When you reach the entries below, transcribe each one exactly as it stands.

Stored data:
====

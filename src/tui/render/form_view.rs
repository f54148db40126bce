use ratatui::Frame;
use ratatui::layout::Rect;
use ratatui::style::{Color, Modifier, Style};
use ratatui::text::{Line, Span};
use ratatui::widgets::Paragraph;

use crate::intake::Notice;
use crate::tui::app::{App, FormField, Pane};
use crate::util::unicode::{display_width, pad_to_width, tail_to_width, truncate_to_width};

use super::pane_block;

const LABEL_WIDTH: usize = 12;

/// Render the intake form: text fields, the two suggestible selects,
/// the submit row and the notice line
pub fn render_form(frame: &mut Frame, app: &App, area: Rect) {
    let draft = app.intake.draft();
    let title = match &draft.editing {
        Some(id) => format!(" Edit #{} ", id),
        None => " New ticket ".to_string(),
    };
    let block = pane_block(app, Some(Pane::Form), title);
    let inner = block.inner(area);
    frame.render_widget(block, area);

    let value_width = (inner.width as usize).saturating_sub(LABEL_WIDTH + 1);
    let suggestion = app.intake.suggestion();
    let status = app.intake.status();

    let mut lines = vec![
        text_line(app, FormField::Title, "Title", &draft.title, value_width),
        text_line(app, FormField::Description, "Description", &draft.description, value_width),
        select_line(
            app,
            FormField::Category,
            "Category",
            draft.category.map(|c| (c.label(), app.theme.category_color(c))),
            "General",
            suggestion.map(|s| s.category).filter(|c| c.is_known()).map(|c| c.label()),
        ),
        select_line(
            app,
            FormField::Priority,
            "Priority",
            draft.priority.map(|p| (p.label(), app.theme.priority_color(p))),
            "Medium",
            suggestion.map(|s| s.priority).filter(|p| p.is_known()).map(|p| p.label()),
        ),
        Line::default(),
        submit_line(app, draft.is_editing(), status.classifying, status.submitting),
    ];

    if let Some(notice) = &status.notice {
        let color = match notice {
            Notice::Success(_) => app.theme.green,
            Notice::Error(_) => app.theme.red,
        };
        lines.push(Line::from(Span::styled(
            truncate_to_width(notice.text(), inner.width as usize),
            Style::default().fg(color),
        )));
    }

    frame.render_widget(Paragraph::new(lines), inner);
}

fn is_focused(app: &App, field: FormField) -> bool {
    app.pane == Pane::Form && app.form_field == field
}

fn label_span(app: &App, field: FormField, label: &str) -> Span<'static> {
    let focused = is_focused(app, field);
    let marker = if focused { "\u{25B8}" } else { " " };
    let style = if focused {
        Style::default().fg(app.theme.highlight).add_modifier(Modifier::BOLD)
    } else {
        Style::default().fg(app.theme.dim)
    };
    Span::styled(format!("{}{}", marker, pad_to_width(label, LABEL_WIDTH)), style)
}

fn text_line(app: &App, field: FormField, label: &str, value: &str, width: usize) -> Line<'static> {
    let focused = is_focused(app, field);
    let mut spans = vec![label_span(app, field, label)];
    if focused {
        // keep the end visible while typing, leaving a cell for the cursor
        let shown = tail_to_width(value, width.saturating_sub(1));
        spans.push(Span::styled(shown, Style::default().fg(app.theme.text_bright)));
        spans.push(Span::styled("\u{258C}", Style::default().fg(app.theme.highlight)));
    } else if value.is_empty() {
        spans.push(Span::styled("\u{2014}", Style::default().fg(app.theme.dim)));
    } else {
        spans.push(Span::styled(
            truncate_to_width(value, width),
            Style::default().fg(app.theme.text),
        ));
    }
    Line::from(spans)
}

/// A select row. Unset values show the submit default dimmed; a pending
/// suggestion is shown alongside.
fn select_line(
    app: &App,
    field: FormField,
    label: &str,
    value: Option<(&'static str, Color)>,
    default: &str,
    suggested: Option<&'static str>,
) -> Line<'static> {
    let mut spans = vec![label_span(app, field, label)];
    let shown = match value {
        Some((text, color)) => {
            spans.push(Span::styled(text, Style::default().fg(color)));
            text.to_string()
        }
        None => {
            let text = format!("({})", default);
            spans.push(Span::styled(text.clone(), Style::default().fg(app.theme.dim)));
            text
        }
    };
    if is_focused(app, field) {
        spans.push(Span::styled(" \u{2190}\u{2192}", Style::default().fg(app.theme.dim)));
    }
    if let Some(suggested) = suggested {
        let gap = 11usize.saturating_sub(display_width(&shown)).max(2);
        spans.push(Span::raw(" ".repeat(gap)));
        spans.push(Span::styled(
            format!("AI suggested: {}", suggested),
            Style::default().fg(app.theme.purple).add_modifier(Modifier::ITALIC),
        ));
    }
    Line::from(spans)
}

fn submit_line(app: &App, editing: bool, classifying: bool, submitting: bool) -> Line<'static> {
    let focused = is_focused(app, FormField::Submit);
    let label = match (editing, submitting) {
        (_, true) => "[ Saving\u{2026} ]",
        (true, false) => "[ Save changes ]",
        (false, false) => "[ Submit ]",
    };
    let style = if focused {
        Style::default()
            .fg(app.theme.background)
            .bg(app.theme.highlight)
            .add_modifier(Modifier::BOLD)
    } else {
        Style::default().fg(app.theme.text_bright)
    };

    let mut spans = vec![Span::raw(" ".repeat(LABEL_WIDTH + 1)), Span::styled(label, style)];
    if classifying {
        spans.push(Span::styled(
            "  classifying\u{2026}",
            Style::default().fg(app.theme.purple),
        ));
    }
    if editing {
        spans.push(Span::styled("  Esc cancel", Style::default().fg(app.theme.dim)));
    }
    Line::from(spans)
}
use crate::model::{Category, Priority, Ticket, TicketId};

use super::classify::Suggestion;
use super::touch::{SuggestibleField, TouchTracker};

/// A user-driven change to a suggestible field
#[derive(Debug, Clone, Copy, PartialEq, Eq)]
pub enum FieldValue {
    Category(Category),
    Priority(Priority),
}

impl FieldValue {
    pub fn field(self) -> SuggestibleField {
        match self {
            FieldValue::Category(_) => SuggestibleField::Category,
            FieldValue::Priority(_) => SuggestibleField::Priority,
        }
    }
}

/// The ticket being composed in the intake form
#[derive(Debug, Clone, Default, PartialEq, Eq)]
pub struct FormDraft {
    pub title: String,
    pub description: String,
    pub category: Option<Category>,
    pub priority: Option<Priority>,
    pub touched: TouchTracker,
    /// Set while the draft edits an existing ticket
    pub editing: Option<TicketId>,
}

impl FormDraft {
    /// Draft pre-filled from an existing ticket. Its category and priority
    /// were chosen already, so suggestions leave them alone. Unrecognised
    /// values are dropped and fall back to the submit baseline.
    pub fn from_ticket(ticket: &Ticket) -> Self {
        let mut touched = TouchTracker::default();
        touched.touch_all();
        FormDraft {
            title: ticket.title.clone(),
            description: ticket.description.clone(),
            category: Some(ticket.category).filter(|c| c.is_known()),
            priority: Some(ticket.priority).filter(|p| p.is_known()),
            touched,
            editing: Some(ticket.id.clone()),
        }
    }

    /// Explicit user choice: always applies and marks the field touched
    pub fn set_field(&mut self, value: FieldValue) {
        match value {
            FieldValue::Category(c) => self.category = Some(c),
            FieldValue::Priority(p) => self.priority = Some(p),
        }
        self.touched.touch(value.field());
    }

    /// Fill a field from a suggestion unless the user has touched it or
    /// the classifier returned a value we don't recognise.
    /// Returns whether the draft changed.
    pub fn apply_suggestion(&mut self, value: FieldValue) -> bool {
        if self.touched.is_touched(value.field()) {
            return false;
        }
        match value {
            FieldValue::Category(c) if c.is_known() => self.category = Some(c),
            FieldValue::Priority(p) if p.is_known() => self.priority = Some(p),
            _ => return false,
        }
        true
    }

    /// Apply both halves of a classification, each gated separately
    pub fn merge(&mut self, suggestion: &Suggestion) {
        self.apply_suggestion(FieldValue::Category(suggestion.category));
        self.apply_suggestion(FieldValue::Priority(suggestion.priority));
    }

    pub fn is_editing(&self) -> bool {
        self.editing.is_some()
    }

    pub fn reset(&mut self) {
        *self = FormDraft::default();
    }
}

====

■ Finished task ■
filename src/tui/render/form_view.rs
repository f54148db40126bce
use ratatui::Frame;
use ratatui::layout::Rect;
use ratatui::style::{Color, Modifier, Style};
use ratatui::text::{Line, Span};
use ratatui::widgets::Paragraph;

use crate::intake::Notice;
use crate::tui::app::{App, FormField, Pane};
use crate::util::unicode::{display_width, pad_to_width, tail_to_width, truncate_to_width};

use super::pane_block;

const LABEL_WIDTH: usize = 12;

/// Render the intake form: text fields, the two suggestible selects,
/// the submit row and the notice line
pub fn render_form(frame: &mut Frame, app: &App, area: Rect) {
    let draft = app.intake.draft();
    let title = match &draft.editing {
        Some(id) => format!(" Edit #{} ", id),
        None => " New ticket ".to_string(),
    };
    let block = pane_block(app, Some(Pane::Form), title);
    let inner = block.inner(area);
    frame.render_widget(block, area);

    let value_width = (inner.width as usize).saturating_sub(LABEL_WIDTH + 1);
    let suggestion = app.intake.suggestion();
    let status = app.intake.status();

    let mut lines = vec![
        text_line(app, FormField::Title, "Title", &draft.title, value_width),
        text_line(app, FormField::Description, "Description", &draft.description, value_width),
        select_line(
            app,
            FormField::Category,
            "Category",
            draft.category.map(|c| (c.label(), app.theme.category_color(c))),
            "General",
            suggestion.map(|s| s.category).filter(|c| c.is_known()).map(|c| c.label()),
        ),
        select_line(
            app,
            FormField::Priority,
            "Priority",
            draft.priority.map(|p| (p.label(), app.theme.priority_color(p))),
            "Medium",
            suggestion.map(|s| s.priority).filter(|p| p.is_known()).map(|p| p.label()),
        ),
        Line::default(),
        submit_line(app, draft.is_editing(), status.classifying, status.submitting),
    ];

    if let Some(notice) = &status.notice {
        let color = match notice {
            Notice::Success(_) => app.theme.green,
            Notice::Error(_) => app.theme.red,
        };
        lines.push(Line::from(Span::styled(
            truncate_to_width(notice.text(), inner.width as usize),
            Style::default().fg(color),
        )));
    }

    frame.render_widget(Paragraph::new(lines), inner);
}

fn is_focused(app: &App, field: FormField) -> bool {
    app.pane == Pane::Form && app.form_field == field
}

fn label_span(app: &App, field: FormField, label: &str) -> Span<'static> {
    let focused = is_focused(app, field);
    let marker = if focused { "\u{25B8}" } else { " " };
    let style = if focused {
        Style::default().fg(app.theme.highlight).add_modifier(Modifier::BOLD)
    } else {
        Style::default().fg(app.theme.dim)
    };
    Span::styled(format!("{}{}", marker, pad_to_width(label, LABEL_WIDTH)), style)
}

fn text_line(app: &App, field: FormField, label: &str, value: &str, width: usize) -> Line<'static> {
    let focused = is_focused(app, field);
    let mut spans = vec![label_span(app, field, label)];
    if focused {
        // keep the end visible while typing, leaving a cell for the cursor
        let shown = tail_to_width(value, width.saturating_sub(1));
        spans.push(Span::styled(shown, Style::default().fg(app.theme.text_bright)));
        spans.push(Span::styled("\u{258C}", Style::default().fg(app.theme.highlight)));
    } else if value.is_empty() {
        spans.push(Span::styled("\u{2014}", Style::default().fg(app.theme.dim)));
    } else {
        spans.push(Span::styled(
            truncate_to_width(value, width),
            Style::default().fg(app.theme.text),
        ));
    }
    Line::from(spans)
}

/// A select row. Unset values show the submit default dimmed; a pending
/// suggestion is shown alongside.
fn select_line(
    app: &App,
    field: FormField,
    label: &str,
    value: Option<(&'static str, Color)>,
    default: &str,
    suggested: Option<&'static str>,
) -> Line<'static> {
    let mut spans = vec![label_span(app, field, label)];
    let shown = match value {
        Some((text, color)) => {
            spans.push(Span::styled(text, Style::default().fg(color)));
            text.to_string()
        }
        None => {
            let text = format!("({})", default);
            spans.push(Span::styled(text.clone(), Style::default().fg(app.theme.dim)));
            text
        }
    };
    if is_focused(app, field) {
        spans.push(Span::styled(" \u{2190}\u{2192}", Style::default().fg(app.theme.dim)));
    }
    if let Some(suggested) = suggested {
        let gap = 11usize.saturating_sub(display_width(&shown)).max(2);
        spans.push(Span::raw(" ".repeat(gap)));
        spans.push(Span::styled(
            format!("AI suggested: {}", suggested),
            Style::default().fg(app.theme.purple).add_modifier(Modifier::ITALIC),
        ));
    }
    Line::from(spans)
}

fn submit_line(app: &App, editing: bool, classifying: bool, submitting: bool) -> Line<'static> {
    let focused = is_focused(app, FormField::Submit);
    let label = match (editing, submitting) {
        (_, true) => "[ Saving\u{2026} ]",
        (true, false) => "[ Save changes ]",
        (false, false) => "[ Submit ]",
    };
    let style = if focused {
        Style::default()
            .fg(app.theme.background)
            .bg(app.theme.highlight)
            .add_modifier(Modifier::BOLD)
    } else {
        Style::default().fg(app.theme.text_bright)
    };

    let mut spans = vec![Span::raw(" ".repeat(LABEL_WIDTH + 1)), Span::styled(label, style)];
    if classifying {
        spans.push(Span::styled(
            "  classifying\u{2026}",
            Style::default().fg(app.theme.purple),
        ));
    }
    if editing {
        spans.push(Span::styled("  Esc cancel", Style::default().fg(app.theme.dim)));
    }
    Line::from(spans)
}
use crate::model::{Category, Priority, Ticket, TicketId};

use super::classify::Suggestion;
use super::touch::{SuggestibleField, TouchTracker};

/// A user-driven change to a suggestible field
#[derive(Debug, Clone, Copy, PartialEq, Eq)]
pub enum FieldValue {
    Category(Category),
    Priority(Priority),
}

impl FieldValue {
    pub fn field(self) -> SuggestibleField {
        match self {
            FieldValue::Category(_) => SuggestibleField::Category,
            FieldValue::Priority(_) => SuggestibleField::Priority,
        }
    }
}

/// The ticket being composed in the intake form
#[derive(Debug, Clone, Default, PartialEq, Eq)]
pub struct FormDraft {
    pub title: String,
    pub description: String,
    pub category: Option<Category>,
    pub priority: Option<Priority>,
    pub touched: TouchTracker,
    /// Set while the draft edits an existing ticket
    pub editing: Option<TicketId>,
}

impl FormDraft {
    /// Draft pre-filled from an existing ticket. Its category and priority
    /// were chosen already, so suggestions leave them alone. Unrecognised
    /// values are dropped and fall back to the submit baseline.
    pub fn from_ticket(ticket: &Ticket) -> Self {
        let mut touched = TouchTracker::default();
        touched.touch_all();
        FormDraft {
            title: ticket.title.clone(),
            description: ticket.description.clone(),
            category: Some(ticket.category).filter(|c| c.is_known()),
            priority: Some(ticket.priority).filter(|p| p.is_known()),
            touched,
            editing: Some(ticket.id.clone()),
        }
    }

    /// Explicit user choice: always applies and marks the field touched
    pub fn set_field(&mut self, value: FieldValue) {
        match value {
            FieldValue::Category(c) => self.category = Some(c),
            FieldValue::Priority(p) => self.priority = Some(p),
        }
        self.touched.touch(value.field());
    }

    /// Fill a field from a suggestion unless the user has touched it or
    /// the classifier returned a value we don't recognise.
    /// Returns whether the draft changed.
    pub fn apply_suggestion(&mut self, value: FieldValue) -> bool {
        if self.touched.is_touched(value.field()) {
            return false;
        }
        match value {
            FieldValue::Category(c) if c.is_known() => self.category = Some(c),
            FieldValue::Priority(p) if p.is_known() => self.priority = Some(p),
            _ => return false,
        }
        true
    }

    /// Apply both halves of a classification, each gated separately
    pub fn merge(&mut self, suggestion: &Suggestion) {
        self.apply_suggestion(FieldValue::Category(suggestion.category));
        self.apply_suggestion(FieldValue::Priority(suggestion.priority));
    }

    pub fn is_editing(&self) -> bool {
        self.editing.is_some()
    }

    pub fn reset(&mut self) {
        *self = FormDraft::default();
    }
}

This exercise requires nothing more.